Improving Community Pharmacy Care

Oct. workshop to show patient care system created by UM professors.

OXFORD, Miss. – Current technology has given community pharmacies a unique opportunity to reinvent the way they do business, and an Oct. 19 workshop is set to show Mississippi pharmacists a system that can change their traditional model.

“Community pharmacy is at a crossroads,” said Benjamin F. Banahan, director of the Center for Pharmaceutical Marketing and Management at the University of Mississippi School of Pharmacy. “We need to move community pharmacy from the traditional model of dispensing product to a patient-care model.”

RxSync®, a system that helps patients better manage their medication therapies, is helping local pharmacies do just that. The system synchronizes and schedules prescription refills, which eliminates multiple visits to the pharmacy each month and the need to call in refills before they run out. This enables pharmacists to spend more time interacting with patients, and allows them to provide services such as medication therapy management.

Banahan and Erin R. Holmes, assistant professor of pharmacy administration, developed the service by conducting four years of research and collaborating with Stanley Devine, owner of Pharmnet in Winona, who initially employed a similar business model.

“We are so excited to have a system in pharmacy where everybody wins,” Holmes said. “We’ve had testimonial after testimonial of pharmacies that have experienced dramatic, inspirational transition with RxSync.”

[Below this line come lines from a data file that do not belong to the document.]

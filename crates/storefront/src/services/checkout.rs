//! Simulated checkout.
//!
//! There is no payment processor or order system behind the storefront:
//! placing an order validates the session and the form, waits out a
//! simulated processing delay, always succeeds, and clears the cart.

use std::time::Duration;

use chrono::{DateTime, Utc};
use serde::{Deserialize, Serialize};
use thiserror::Error;
use uuid::Uuid;

use moto_shop_core::{CartItem, CartTotals, OrderId};

use crate::services::auth::AuthService;
use crate::services::cart::CartService;
use crate::storage::StorageError;

/// Errors that can occur during checkout.
#[derive(Debug, Error)]
pub enum CheckoutError {
    /// Checkout requires a logged-in user.
    #[error("login required to complete checkout")]
    NotAuthenticated,

    /// There is nothing to order.
    #[error("cart is empty")]
    EmptyCart,

    /// A required shipping field was empty.
    #[error("{0} is required")]
    MissingField(&'static str),

    /// Persistence failure while clearing the cart.
    #[error("storage error: {0}")]
    Storage(#[from] StorageError),
}

/// Shipping address submitted with the checkout form.
#[derive(Debug, Clone, Serialize, Deserialize)]
#[serde(rename_all = "camelCase")]
pub struct ShippingAddress {
    pub cep: String,
    pub street: String,
    pub number: String,
    #[serde(default, skip_serializing_if = "Option::is_none")]
    pub complement: Option<String>,
    pub neighborhood: String,
    pub city: String,
    pub state: String,
}

/// Accepted payment methods. Simulated - nothing is ever charged.
#[derive(Debug, Clone, Copy, PartialEq, Eq, Serialize, Deserialize)]
#[serde(rename_all = "kebab-case")]
pub enum PaymentMethod {
    CreditCard,
    Pix,
    Boleto,
}

/// The checkout form.
#[derive(Debug, Clone, Deserialize)]
#[serde(rename_all = "camelCase")]
pub struct CheckoutRequest {
    pub shipping: ShippingAddress,
    pub payment_method: PaymentMethod,
}

/// The result of a successful (simulated) order placement.
#[derive(Debug, Clone)]
pub struct OrderConfirmation {
    pub order_id: OrderId,
    pub items: Vec<CartItem>,
    pub totals: CartTotals,
    pub payment_method: PaymentMethod,
    pub placed_at: DateTime<Utc>,
}

/// Checkout service.
///
/// Composes the auth and cart services; construct one per request via
/// [`crate::state::AppState::checkout_service`].
pub struct CheckoutService<'a> {
    auth: AuthService<'a>,
    cart: CartService<'a>,
    latency: Duration,
}

impl<'a> CheckoutService<'a> {
    /// Create a new checkout service.
    #[must_use]
    pub const fn new(auth: AuthService<'a>, cart: CartService<'a>, latency: Duration) -> Self {
        Self {
            auth,
            cart,
            latency,
        }
    }

    /// Place an order.
    ///
    /// Requires a logged-in user and a non-empty cart. After the simulated
    /// processing delay the order always succeeds: the cart is cleared
    /// (including its persisted document) and a confirmation is returned.
    ///
    /// # Errors
    ///
    /// Returns an error when no user is logged in, the cart is empty, a
    /// required shipping field is missing, or the cart document cannot be
    /// rewritten.
    pub async fn place_order(
        &self,
        request: CheckoutRequest,
    ) -> Result<OrderConfirmation, CheckoutError> {
        let user = self
            .auth
            .current_user()
            .await
            .ok_or(CheckoutError::NotAuthenticated)?;

        let cart = self.cart.snapshot().await;
        if cart.is_empty() {
            return Err(CheckoutError::EmptyCart);
        }
        validate_address(&request.shipping)?;

        // Simulated payment processing
        tokio::time::sleep(self.latency).await;

        let confirmation = OrderConfirmation {
            order_id: OrderId::new(Uuid::new_v4().to_string()),
            items: cart.items().to_vec(),
            totals: cart.totals(),
            payment_method: request.payment_method,
            placed_at: Utc::now(),
        };
        self.cart.clear().await?;

        tracing::info!(
            order_id = %confirmation.order_id,
            user_id = %user.id,
            total = %confirmation.totals.total,
            "order placed"
        );
        Ok(confirmation)
    }
}

fn validate_address(shipping: &ShippingAddress) -> Result<(), CheckoutError> {
    let required = [
        ("cep", &shipping.cep),
        ("street", &shipping.street),
        ("number", &shipping.number),
        ("neighborhood", &shipping.neighborhood),
        ("city", &shipping.city),
        ("state", &shipping.state),
    ];
    for (field, value) in required {
        if value.trim().is_empty() {
            return Err(CheckoutError::MissingField(field));
        }
    }
    Ok(())
}

#[cfg(test)]
#[allow(clippy::unwrap_used)]
mod tests {
    use super::*;
    use crate::storage::{LocalStore, keys};
    use moto_shop_core::{Cart, CategoryId, Price, Product, ProductId, User, VariantSelection};
    use rust_decimal::Decimal;
    use tokio::sync::RwLock;

    struct Fixture {
        _tmp: tempfile::TempDir,
        store: LocalStore,
        cart: RwLock<Cart>,
        user: RwLock<Option<User>>,
    }

    impl Fixture {
        fn new() -> Self {
            let tmp = tempfile::tempdir().unwrap();
            let store = LocalStore::open(tmp.path()).unwrap();
            Self {
                _tmp: tmp,
                store,
                cart: RwLock::new(Cart::new()),
                user: RwLock::new(None),
            }
        }

        fn checkout(&self) -> CheckoutService<'_> {
            CheckoutService::new(
                AuthService::new(&self.store, &self.user, Duration::ZERO),
                CartService::new(&self.store, &self.cart),
                Duration::ZERO,
            )
        }

        async fn login(&self) {
            AuthService::new(&self.store, &self.user, Duration::ZERO)
                .login("rider@example.com", "pw")
                .await
                .unwrap();
        }

        async fn fill_cart(&self, price_cents: i64, quantity: u32) {
            let product = Product {
                id: ProductId::new("1"),
                name: "Produto".to_owned(),
                description: String::new(),
                price: Price::brl(Decimal::new(price_cents, 2)),
                category: CategoryId::new("acessorios"),
                images: Vec::new(),
                rating: 4.0,
                review_count: 1,
                in_stock: true,
                specifications: None,
            };
            CartService::new(&self.store, &self.cart)
                .add(product, quantity, VariantSelection::none())
                .await
                .unwrap();
        }
    }

    fn request() -> CheckoutRequest {
        CheckoutRequest {
            shipping: ShippingAddress {
                cep: "01310-100".to_owned(),
                street: "Av. Paulista".to_owned(),
                number: "1000".to_owned(),
                complement: None,
                neighborhood: "Bela Vista".to_owned(),
                city: "São Paulo".to_owned(),
                state: "SP".to_owned(),
            },
            payment_method: PaymentMethod::Pix,
        }
    }

    #[tokio::test]
    async fn test_checkout_requires_login() {
        let fx = Fixture::new();
        fx.fill_cart(10_000, 1).await;

        let err = fx.checkout().place_order(request()).await.unwrap_err();
        assert!(matches!(err, CheckoutError::NotAuthenticated));
    }

    #[tokio::test]
    async fn test_checkout_requires_non_empty_cart() {
        let fx = Fixture::new();
        fx.login().await;

        let err = fx.checkout().place_order(request()).await.unwrap_err();
        assert!(matches!(err, CheckoutError::EmptyCart));
    }

    #[tokio::test]
    async fn test_checkout_requires_address_fields() {
        let fx = Fixture::new();
        fx.login().await;
        fx.fill_cart(10_000, 1).await;

        let mut bad = request();
        bad.shipping.city = "  ".to_owned();
        let err = fx.checkout().place_order(bad).await.unwrap_err();
        assert!(matches!(err, CheckoutError::MissingField("city")));
    }

    #[tokio::test]
    async fn test_successful_checkout_clears_cart() {
        let fx = Fixture::new();
        fx.login().await;
        fx.fill_cart(15_000, 2).await;

        let confirmation = fx.checkout().place_order(request()).await.unwrap();
        assert_eq!(confirmation.items.len(), 1);
        assert_eq!(confirmation.totals.subtotal.display(), "R$ 300,00");
        // Above the free-shipping threshold
        assert_eq!(confirmation.totals.shipping.display(), "R$ 0,00");
        assert_eq!(confirmation.payment_method, PaymentMethod::Pix);

        // Cart emptied in memory and on disk
        assert!(fx.cart.read().await.is_empty());
        let persisted: Vec<CartItem> = fx.store.read(keys::CART).unwrap();
        assert!(persisted.is_empty());
    }
}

An informational workshop on RxSync is scheduled for Oct. 19 in the Ainsworth Conference Room at the School of Pharmacy building in Jackson. The workshop, which begins at 8 a.m., provides 6.5 hours of continuing education credit.

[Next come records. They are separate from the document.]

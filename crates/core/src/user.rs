//! The mock-authenticated user record.

use serde::{Deserialize, Serialize};

use crate::types::{Email, UserId};

/// A storefront user.
///
/// Fabricated by mock login/register - there is no credential store behind
/// it. Exactly these three fields persist as the `moto-shop-user` document.
#[derive(Debug, Clone, PartialEq, Eq, Serialize, Deserialize)]
pub struct User {
    pub id: UserId,
    pub name: String,
    pub email: Email,
}

#[cfg(test)]
#[allow(clippy::unwrap_used)]
mod tests {
    use super::*;

    #[test]
    fn test_persisted_shape() {
        let user = User {
            id: UserId::new("k3j9x2m1q"),
            name: "rider".to_owned(),
            email: Email::parse("rider@example.com").unwrap(),
        };
        let json = serde_json::to_value(&user).unwrap();
        assert_eq!(
            json,
            serde_json::json!({
                "id": "k3j9x2m1q",
                "name": "rider",
                "email": "rider@example.com"
            })
        );
    }
}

RxSync is being used in multiple pharmacies across the Southeast. Oxford Family Pharmacy began using the system five months ago.

“We have customers who get eight prescriptions per month, and it’s nice to have them filled all on the same day,” said Adam Baskerville, pharmacist at Oxford Family Pharmacy. “We have about 12 patients on RxSync as of now, and we are adding to that. It’s really helpful at the beginning of the month, because we already know what prescriptions need to be filled.”

Maintaining patient adherence is one of the goals of the RxSync system. The service creates a schedule of monthly patient monitoring, where phone calls are made in advance requesting information for refills.

Bob Lomenick, owner of Tyson Drug Co. in Holly Springs, is a strong advocate of RxSync. He has been using the business model for four years and has some 100 patients enrolled in the program.

“By using this model, you are taking the chaos out of pharmacy,” Lomenick said. “You are taking your pharmacy from a reactive mode to a proactive mode. It’s a completely different way of doing pharmacy, and definitely a positive change.”